By Dave Dvorak, M.D.
Duluth News Tribune, Oct. 23, 2014
“Not sustainable.” That was the way PreferredOne CEO Marcus Merz described the circumstances leading to his insurance company’s decision to withdraw from the MNsure exchange.
Now, with double-digit cost increases forecast for many of the plans on the exchange, perhaps it’s time to finally acknowledge what is truly unsustainable: the increasingly costly and complicated patchwork of insurance coverage that passes for an American health care system.
Spending twice per capita on health care compared to other Western democracies might be defensible if it demonstrated results. But a Commonwealth Fund study earlier this year ranked the U.S. health system dead last among 11 industrialized nations on measures of quality, efficiency and access.
Not sustainable, indeed.
Despite increases in coverage rates under the Affordable Care Act, millions of families on tight budgets are encountering unaffordable deductibles and copays. Take a 60-year-old Minnesota couple earning $63,000 who purchased a specific plan this year on the exchange. If either of them should experience significant illness, they would face more than $25,000 in expenses, including their premium and out-of-pocket costs — 41 percent of their pre-tax income. Not surprisingly, the leading cause of bankruptcy in America is unaffordable health expenses.
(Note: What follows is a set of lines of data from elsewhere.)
use {
    super::{
        define::SYSTEM_CLOCK_FREQUENCY_KHZ,
        errors::{MpegPsError, MpegPsErrorValue},
        Marshal, Unmarshal,
    },
    bytes::{BufMut, BytesMut},
    bytesio::bits_reader::BitsReader,
};

pub const PTS_ONLY_PREFIX: u8 = 0b0010;
pub const PTS_WITH_DTS_PREFIX: u8 = 0b0011;
pub const DTS_PREFIX: u8 = 0b0001;

const TIMESTAMP_MASK: u64 = 0x1_FFFF_FFFF; // 33 bits

pub fn read_marker_bit(reader: &mut BitsReader, field: &'static str) -> Result<(), MpegPsError> {
    if reader.read_bit()? != 0x01 {
        return Err(MpegPsError {
            value: MpegPsErrorValue::MarkerBitViolation(field),
        });
    }
    Ok(())
}

// [32..30] 3 bits, marker_bit, [29..15] 15 bits, marker_bit, [14..0] 15 bits, marker_bit
fn read_33_bits(reader: &mut BitsReader, field: &'static str) -> Result<u64, MpegPsError> {
    let mut value = reader.read_n_bits(3)?;
    read_marker_bit(reader, field)?;
    value = (value << 15) | reader.read_n_bits(15)?;
    read_marker_bit(reader, field)?;
    value = (value << 15) | reader.read_n_bits(15)?;
    read_marker_bit(reader, field)?;
    Ok(value)
}

/// A 33-bit PTS or DTS at 90kHz together with the 4-bit prefix that
/// precedes it in the PES header.
#[derive(Debug, Clone, Copy, Default, PartialEq, Eq)]
pub struct Timestamp {
    pub prefix: u8,
    pub value: u64,
}

impl Timestamp {
    pub fn new(prefix: u8, value: u64) -> Self {
        Self {
            prefix: prefix & 0x0F,
            value: value & TIMESTAMP_MASK,
        }
    }

    pub fn to_milliseconds(&self) -> i64 {
        (self.value / SYSTEM_CLOCK_FREQUENCY_KHZ) as i64
    }

    /// Reads a timestamp and checks its prefix.
    pub fn read_expected(reader: &mut BitsReader, expected: u8) -> Result<Self, MpegPsError> {
        let timestamp = Self::unmarshal(reader)?;
        if timestamp.prefix != expected {
            return Err(MpegPsError {
                value: MpegPsErrorValue::TimestampPrefixNotCorrect {
                    expected,
                    found: timestamp.prefix,
                },
            });
        }
        Ok(timestamp)
    }
}

impl Unmarshal<&mut BitsReader, Result<Self, MpegPsError>> for Timestamp {
    fn unmarshal(reader: &mut BitsReader) -> Result<Self, MpegPsError>
    where
        Self: Sized,
    {
        let prefix = reader.read_n_bits(4)? as u8;
        let value = read_33_bits(reader, "timestamp")?;
        Ok(Timestamp { prefix, value })
    }
}

impl Marshal<BytesMut> for Timestamp {
    fn marshal(&self) -> BytesMut {
        let mut bytes = BytesMut::with_capacity(5);
        let value = self.value & TIMESTAMP_MASK;

        bytes.put_u8((self.prefix << 4) | (((value >> 30) & 0x07) as u8) << 1 | 0x01);
        bytes.put_u16((((value >> 15) & 0x7FFF) as u16) << 1 | 0x01);
        bytes.put_u16(((value & 0x7FFF) as u16) << 1 | 0x01);
        bytes
    }
}

/// SCR or ESCR: a 33-bit base at 90kHz plus a 9-bit extension at 27MHz.
#[derive(Debug, Clone, Copy, Default, PartialEq, Eq)]
pub struct ClockReference {
    pub base: u64,
    pub extension: u16,
}

impl ClockReference {
    /// Reads base, extension and their four marker bits. The caller has
    /// already consumed the 2 leading bits.
    pub fn read(reader: &mut BitsReader, field: &'static str) -> Result<Self, MpegPsError> {
        let base = read_33_bits(reader, field)?;
        let extension = reader.read_n_bits(9)? as u16;
        read_marker_bit(reader, field)?;
        Ok(ClockReference { base, extension })
    }

    pub fn to_milliseconds(&self) -> i64 {
        (self.base / SYSTEM_CLOCK_FREQUENCY_KHZ) as i64
    }

    /// value in 27MHz ticks
    pub fn to_27mhz(&self) -> u64 {
        self.base * 300 + self.extension as u64
    }
}

#[cfg(test)]
mod tests {
    use super::{ClockReference, Timestamp, DTS_PREFIX, PTS_ONLY_PREFIX};
    use crate::{errors::MpegPsErrorValue, Marshal, Unmarshal};
    use bytes::BytesMut;
    use bytesio::{bits_reader::BitsReader, bytes_reader::BytesReader};

    fn reader(data: &[u8]) -> BitsReader {
        BitsReader::new(BytesReader::new(BytesMut::from(data)))
    }

    #[test]
    fn test_decode_pts() {
        // '0010' 101 1 | 0x1234 << 1 | 1 | 0x0567 << 1 | 1
        let data = [0x2B, 0x24, 0x69, 0x0A, 0xCF];
        let pts = Timestamp::unmarshal(&mut reader(&data)).unwrap();

        let expected = (0b101u64 << 30) | (0x1234 << 15) | 0x0567;
        assert_eq!(pts.prefix, PTS_ONLY_PREFIX);
        assert_eq!(pts.value, expected);
        assert_eq!(pts.to_milliseconds(), (expected / 90) as i64);
    }

    #[test]
    fn test_marker_bit_violation() {
        // last marker bit cleared
        let data = [0x2B, 0x24, 0x69, 0x0A, 0xCE];
        let err = Timestamp::unmarshal(&mut reader(&data)).unwrap_err();
        assert!(matches!(err.value, MpegPsErrorValue::MarkerBitViolation(_)));
    }

    #[test]
    fn test_prefix_check() {
        let bytes = Timestamp::new(PTS_ONLY_PREFIX, 900).marshal();
        let err = Timestamp::read_expected(&mut reader(&bytes), DTS_PREFIX).unwrap_err();
        assert!(matches!(
            err.value,
            MpegPsErrorValue::TimestampPrefixNotCorrect {
                expected: DTS_PREFIX,
                found: PTS_ONLY_PREFIX
            }
        ));
    }

    #[test]
    fn test_milliseconds_truncate() {
        let samples = [
            0u64,
            1,
            89,
            90,
            91,
            3_600 * 90_000,
            0x1_0000_0000,
            (1 << 33) - 1,
        ];
        for value in samples {
            let bytes = Timestamp::new(DTS_PREFIX, value).marshal();
            let decoded = Timestamp::unmarshal(&mut reader(&bytes)).unwrap();
            assert_eq!(decoded.value, value);
            assert_eq!(decoded.to_milliseconds(), (value / 90) as i64);
        }
    }

    #[test]
    fn test_value_wraps_at_33_bits() {
        let timestamp = Timestamp::new(PTS_ONLY_PREFIX, (1 << 33) + 5);
        assert_eq!(timestamp.value, 5);
    }

    #[test]
    fn test_clock_reference() {
        // base 0, ext 0x1FF, all markers set
        let data = [0x04, 0x00, 0x04, 0x00, 0x07, 0xFF];
        let mut reader = reader(&data);
        reader.read_n_bits(2).unwrap();
        let scr = ClockReference::read(&mut reader, "scr").unwrap();
        assert_eq!(scr.base, 0);
        assert_eq!(scr.extension, 0x1FF);
        assert_eq!(scr.to_27mhz(), 0x1FF);
    }
}
use {
    anyhow::Result,
    clap::{value_parser, Arg, ArgAction, ArgGroup, Command},
    psdump::{
        config::{
            config,
            config::{Config, DEFAULT_CHUNK_SIZE},
        },
        service::Service,
    },
    std::env,
};

#[tokio::main]
async fn main() -> Result<()> {
    let log_levels = vec!["trace", "debug", "info", "warn", "error"];

    let mut cmd = Command::new("PSDUMP")
        .bin_name("psdump")
        .version("0.1.0")
        .about("Split an MPEG program stream into header diagnostics and elementary stream payloads.")
        .arg(
            Arg::new("config_file_path")
                .long("config")
                .short('c')
                .value_name("path")
                .help("Specify the psdump configuration file path.")
                .value_parser(value_parser!(String))
                .conflicts_with_all(["input", "output", "chunk", "max", "tables", "log"]),
        )
        .arg(
            Arg::new("input")
                .long("input")
                .short('i')
                .value_name("path")
                .help("Specify the program stream file to dump.")
                .value_parser(value_parser!(String)),
        )
        .arg(
            Arg::new("output")
                .long("output")
                .short('o')
                .value_name("path")
                .help("Specify the directory the dumped files are written to.")
                .value_parser(value_parser!(String)),
        )
        .arg(
            Arg::new("chunk")
                .long("chunk")
                .value_name("bytes")
                .help("Specify how many bytes are fed to the demuxer per read.")
                .value_parser(value_parser!(usize)),
        )
        .arg(
            Arg::new("max")
                .long("max")
                .short('m')
                .value_name("units")
                .help("Stop after this many units, 0 means no limit.")
                .value_parser(value_parser!(usize)),
        )
        .arg(
            Arg::new("tables")
                .long("tables")
                .short('t')
                .help("Also write the PAT and PMT of the single program remux.")
                .action(ArgAction::SetTrue),
        )
        .arg(
            Arg::new("log")
                .long("log")
                .short('l')
                .value_name("level")
                .help("Specify the log level.")
                .value_parser(log_levels),
        )
        .group(
            ArgGroup::new("source")
                .args(["config_file_path", "input"])
                .required(true),
        );

    let args: Vec<String> = env::args().collect();
    if 1 == args.len() {
        cmd.print_help()?;
        return Ok(());
    }

    let matches = cmd.clone().get_matches();

    let config = if let Some(path) = matches.get_one::<String>("config_file_path") {
        let config = config::load(path);
        match config {
            Ok(val) => val,
            Err(err) => {
                println!("{}: {}", path, err);
                return Ok(());
            }
        }
    } else {
        let input = match matches.get_one::<String>("input") {
            Some(val) => val.clone(),
            None => String::new(),
        };
        let chunk_size = match matches.get_one::<usize>("chunk") {
            Some(val) => *val,
            None => DEFAULT_CHUNK_SIZE,
        };
        let max_units = match matches.get_one::<usize>("max") {
            Some(val) => *val,
            None => 0,
        };
        let log_level = match matches.get_one::<String>("log") {
            Some(val) => val.clone(),
            None => String::from("info"),
        };
        let config = Config::new(
            input,
            matches.get_one::<String>("output").cloned(),
            chunk_size,
            max_units,
            matches.get_flag("tables"),
            log_level,
        );
        if let Err(err) = config.check() {
            println!("{}", err);
            return Ok(());
        }
        config
    };

    /*set log level*/
    if let Some(log_config_value) = &config.log {
        env::set_var("RUST_LOG", log_config_value.level.clone());
    } else {
        env::set_var("RUST_LOG", "info");
    }
    env_logger::init();

    let mut service = Service::new(config);
    let summary = service.run().await?;
    summary.print();

    if summary.stats.corrupt_units > 0 {
        log::warn!("{} corrupt units were dropped", summary.stats.corrupt_units);
    }

    Ok(())
}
The entrenched private insurance industry vigorously promotes the value of choice in our health plans — 84 separate plans will be offered on next year’s exchange — while corralling its “members” (that’s us) into increasingly narrow provider networks. It is our health premiums that pay for those attention-grabbing billboards and commercials, marketing departments, underwriters, lobbyists, eight-figure executive salaries and investor profits. All are costly administrative functions of private insurance that play no role in actual health care.
The good news resides in the ACA’s little-discussed Section1332. Known as the State Innovation Waiver, this provision allows individual states in 2017 to apply for federal waivers to implement their own innovative health systems — provided they can cover at least as many residents as the ACA without adding to the federal deficit. This offers a huge opportunity for Minnesota to get it right.
An increasingly discussed alternative to the status quo is state-based, single-payer reform. Hardly a fringe concept, single-payer was endorsed by 64 percent of Minnesota physicians in a Minnesota Medicine survey in 2007.
More recently, in August, the Minnesota Medical Association, while not taking a position on single-payer, hosted a policy forum to discuss the pros and cons of moving to a state-based single-payer system.
The chief feature of single-payer is a single, unified funding stream that slashes the inefficiencies of the private insurance industry. Single-payer creates transparent and uniform pricing for health services and products. It replaces the cumbersome and costly practice of itemized hospital billing with global annual budgeting, directing more health care dollars toward actual health care rather than webs of hospital administrators and bloated billing departments.
Meanwhile, single-payer keeps the delivery of health care largely private, encouraging market-based competition where it matters — among health care providers.
In its 2012 economic analysis of single-payer reform in Minnesota, the Lewin Group determined that single-payer could provide quality health and dental coverage to every Minnesotan while saving the state a staggering $65 billion in health spending over 10 years. About
95 percent of Minnesotans would spend less on health care — an average savings of $3,512 per year for a median-income Minnesota family.
The conversation is well underway. Through single-payer reform, Minnesota can guarantee fair, affordable and quality health coverage to every individual and family in the state while saving billions. Now that is sustainable.
Dr. Dave Dvorak of Minneapolis is an emergency department physician and a member of the Minnesota chapter of Physicians for a National Health Program (pnhp.org), which advocates for universal health coverage through single-payer reform.